The animal care and use program at the University of Colorado Anschutz Medical Campus recently earned continued full re-accreditation and numerous commendations from the Association for Assessment and Accreditation of Laboratory Care International (AAALAC).
The designation follows a voluntary rigorous review of the CU Anschutz program. It occurs at least once every three years and signifies a high benchmark in animal care and use in research. The program has been continuously accredited since 1973.
“Achieving accreditation means that CU Anschutz goes above and beyond the bare minimum regulatory requirements and sets the highest standards for animal care and use,” said Jori Leszczynski, DVM, DACLAM, assistant vice chancellor for animal resources, director of the Office of Laboratory Animal Resources (OLAR) and university veterinarian. “It also means that we are committed to the welfare of animals by performing a full self-review followed by review by our peers to ensure continuous improvement.”
Here are a few of the ways OLAR and the Institutional Animal Care and Use Committee (IACUC) exemplifies best practices through its animal care and use program:
- First academic institution in the country to clear a bacterial agent (Corynebacterium bovis) from immune-compromised rodents.

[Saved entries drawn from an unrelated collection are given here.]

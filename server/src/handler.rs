use driver::database::PostgresDatabase;
use kernel::KernelError;
use std::ops::Deref;
use std::sync::Arc;

#[derive(Clone)]
pub struct AppModule(Arc<Handler>);

impl AppModule {
    pub async fn new() -> error_stack::Result<Self, KernelError> {
        Ok(Self(Arc::new(Handler::init().await?)))
    }
}

impl Deref for AppModule {
    type Target = Handler;
    fn deref(&self) -> &Self::Target {
        Deref::deref(&self.0)
    }
}

pub struct Handler {
    pgpool: PostgresDatabase,
}

impl Handler {
    pub async fn init() -> error_stack::Result<Self, KernelError> {
        let pgpool = PostgresDatabase::new().await?;

        Ok(Self { pgpool })
    }

    pub fn pgpool(&self) -> &PostgresDatabase {
        &self.pgpool
    }
}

- Offers many investigator services, including protocol development, breeding, technical support, clinical pathology and consultation on animal models.
- Robust training program that incorporates video learning. The program was recently recognized by the American Association for Laboratory Animal Science in its trade magazine.
- Small research fund that allows any OLAR staff member to perform clinical/operational/administrative projects to test ideas that improve practices.
- Two CU Innovation and Efficiency Awards:
- 2013 – CUSP award for changing mopping practices from traditional string mops to microfiber mops, which saved over $100,000 per year in personnel time, water and chemical use.
- 2020 – For transition to electronic medical records for rodent medical cases (OLAR cares for ~650 new cases per month).
OLAR and the IACUC serve over 350 principal investigators who conduct research through the animal care and use program. Just recently, researchers have made strides toward advancements in bone density and bone loss; the mechanism of liposome accumulation in tumors; small vessel disease; leukemia and other blood cancers; head and neck cancer; hand and eye transplants; and cardiac health. Also, Natalie Serkova, PhD, director of the Small Animal Imaging Shared Resource, was honored by the International Society of Magnetic Resonance in Medicine with the 2021 Senior Fellow Award for her contributions to the field.
“AAALAC endorses the use of animals to advance medicine and science when there are no non-animal alternatives, and when it is done in an ethical and humane way,” the group’s website explains.
AAALAC commendations for the CU Anschutz animal care and use program included “superb institutional support;” facility upgrades and new equipment; “generous incentives to encourage professional development;” and highly effective veterinarians and animal husbandry staff.
The AAALAC site visit lead, as part of the accreditation process, wrote: “My sincere appreciation to all of the (CU Anschutz) staff who participated for their time, expertise and hospitality… You have a very impressive program that has truly embraced the AAALAC spirit.”
In addition to AAALAC accreditation, all CU Anschutz animal research programs are in compliance with laws and industry best practices, including the federal Animal Welfare Act and Regulations, enforced by the U.S. Department of Agriculture’s Animal and Plant Health Inspection; U.S. Government Principles for the Utilization and Care of Vertebrate Animal Used in Testing, Research and Training; The Public Health Service Policy on Humane Care and Use of Laboratory Animals, enforced by the Office of Laboratory Animal Welfare; and the Guide for the Care and Use of Laboratory Animals.